Paid Search Advertising to Grow 10-14% in U.S. This Year: Here’s What That Means to You

Craig Macdonald

By Craig Macdonald, CMO and SVP for Products, Covario, Inc.

For the past two years, the question has been when advertisers will start to lessen their investments in paid search advertising and start diverting it to the high growth social media space and take advantage of the recent spate of innovations in display advertising – retargeting being the most obvious.

The most recent study by Covario shows that growth in paid search advertising remains very healthy – particularly in the high tech and consumer electronics markets, in which the firm specializes. Advertisers upped their spend by 26% from the first quarter of 2010 to the first quarter of 2011 in paid search, and for the first time in five years, actually increased their spending from the fourth quarter of the previous year – spending was up 6% over the fourth quarter of 2010.

Why is this happening? There are a couple of reasons. The majority of this growth is coming overseas. In fact, growth in the U.S. was relatively small – only 8% over the previous year.  However, advertisers have upped their European and Asian spending rates by nearly 50% from the same time in 2010. That is huge growth. Most of our advertiser clients have matured their international execution capabilities and are now taking advantage of these improved processes to buy far more aggressively overseas.

Why are growth prospects so good overseas? The markets continue to be relatively unsaturated and there is increasing usage of search for B2B buying cycles in these markets. Also, the cost of performing paid search advertising in the U.S. is increasing. Covario saw a 7% increase in the average cost per click that advertisers are paying in the U.S. between December 2010 and March 2011. So the increases that U.S. advertisers put into the market went entirely to paying more for clicks, not driving additional clicks. CPCs (costs per clicks) are increasing due to increases in competition and due to processes being used by the search engines to better monetize their inventory – i.e., to get advertisers to pay more for the same clicks.

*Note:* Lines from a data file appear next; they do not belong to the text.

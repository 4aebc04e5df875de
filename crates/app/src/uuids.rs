//! Typed Uuids

use std::{
    cmp::Ordering,
    fmt::{Debug, Display, Formatter, Result as FmtResult},
    hash::{Hash, Hasher},
    marker::PhantomData,
    str::FromStr,
};

use serde::{Deserialize, Deserializer, Serialize, Serializer};
use uuid::Uuid;

/// A UUID tagged with the record type it identifies.
pub struct TypedUuid<T>(Uuid, PhantomData<T>);

impl<T> TypedUuid<T> {
    /// Generate a new time-ordered (v7) identifier.
    #[must_use]
    pub fn new() -> Self {
        Self::from_uuid(Uuid::now_v7())
    }

    pub const fn from_uuid(uuid: Uuid) -> Self {
        Self(uuid, PhantomData)
    }

    #[must_use]
    pub const fn into_uuid(self) -> Uuid {
        self.0
    }
}

impl<T> Default for TypedUuid<T> {
    fn default() -> Self {
        Self::new()
    }
}

impl<T> Clone for TypedUuid<T> {
    fn clone(&self) -> Self {
        *self
    }
}

impl<T> Copy for TypedUuid<T> {}

impl<T> Debug for TypedUuid<T> {
    fn fmt(&self, f: &mut Formatter<'_>) -> FmtResult {
        Debug::fmt(&self.0, f)
    }
}

impl<T> Display for TypedUuid<T> {
    fn fmt(&self, f: &mut Formatter<'_>) -> FmtResult {
        Display::fmt(&self.0, f)
    }
}

impl<T> PartialEq for TypedUuid<T> {
    fn eq(&self, other: &Self) -> bool {
        self.0 == other.0
    }
}

impl<T> Eq for TypedUuid<T> {}

impl<T> Hash for TypedUuid<T> {
    fn hash<H: Hasher>(&self, state: &mut H) {
        self.0.hash(state);
    }
}

impl<T> PartialOrd for TypedUuid<T> {
    fn partial_cmp(&self, other: &Self) -> Option<Ordering> {
        Some(self.cmp(other))
    }
}

impl<T> Ord for TypedUuid<T> {
    fn cmp(&self, other: &Self) -> Ordering {
        self.0.cmp(&other.0)
    }
}

impl<T> From<Uuid> for TypedUuid<T> {
    fn from(value: Uuid) -> Self {
        Self::from_uuid(value)
    }
}

impl<T> From<TypedUuid<T>> for Uuid {
    fn from(value: TypedUuid<T>) -> Self {
        value.into_uuid()
    }
}

impl<T> FromStr for TypedUuid<T> {
    type Err = uuid::Error;

    fn from_str(value: &str) -> Result<Self, Self::Err> {
        Uuid::try_parse(value).map(Self::from_uuid)
    }
}

impl<T> Serialize for TypedUuid<T> {
    fn serialize<S: Serializer>(&self, serializer: S) -> Result<S::Ok, S::Error> {
        self.0.serialize(serializer)
    }
}

impl<'de, T> Deserialize<'de> for TypedUuid<T> {
    fn deserialize<D: Deserializer<'de>>(deserializer: D) -> Result<Self, D::Error> {
        Uuid::deserialize(deserializer).map(Self::from_uuid)
    }
}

The other major reason that search advertising continues to enjoy such robust growth is that other forms of digital advertising continue to underperform. Social advertising, which realistically today really means Facebook, offers a tremendous amount of audience potential. However, it continues to underwhelm except in the most specific circumstances. Covario clients are spending the equivalent of 10-20% of their paid search budgets on Facebook advertising and we see decent results – but the budgets are still relatively small. As for other forms of social advertising, they tend to focus on local advertising (Foursquare) or the mechanics continue to be a work-in-progress (Twitter).

And as for display – which represents about 35% of overall digital budget for most large advertisers – the promise of next-gen retargeting technologies and ad-exchanges continues to be slow to deliver. Standard display advertising continues to have very poor return dynamics, and retargeting (identifying consumers who express interest and targeting ads to them over and over) has a very small overall potential (usually only 10-12% of the overall display inventory is subject to retargeting). Ad exchanges are offering secondary inventory, as primary inventory is still tightly held and divvied out by the publishers.

So the forecast for paid search advertising looks promising. As such, advertisers must expect that in the U.S., CPCs will climb rapidly, making the ability to attract additional traffic potentially economically untenable. The growth will be overseas, and it will be robust. Covario expects overall growth to be 10-14% in the U.S. in 2011, 20-25% in Europe, and 30-35% across Asia in 2011. Advertisers that do not target budget increases of similar size will likely lose market share from this key advertising channel.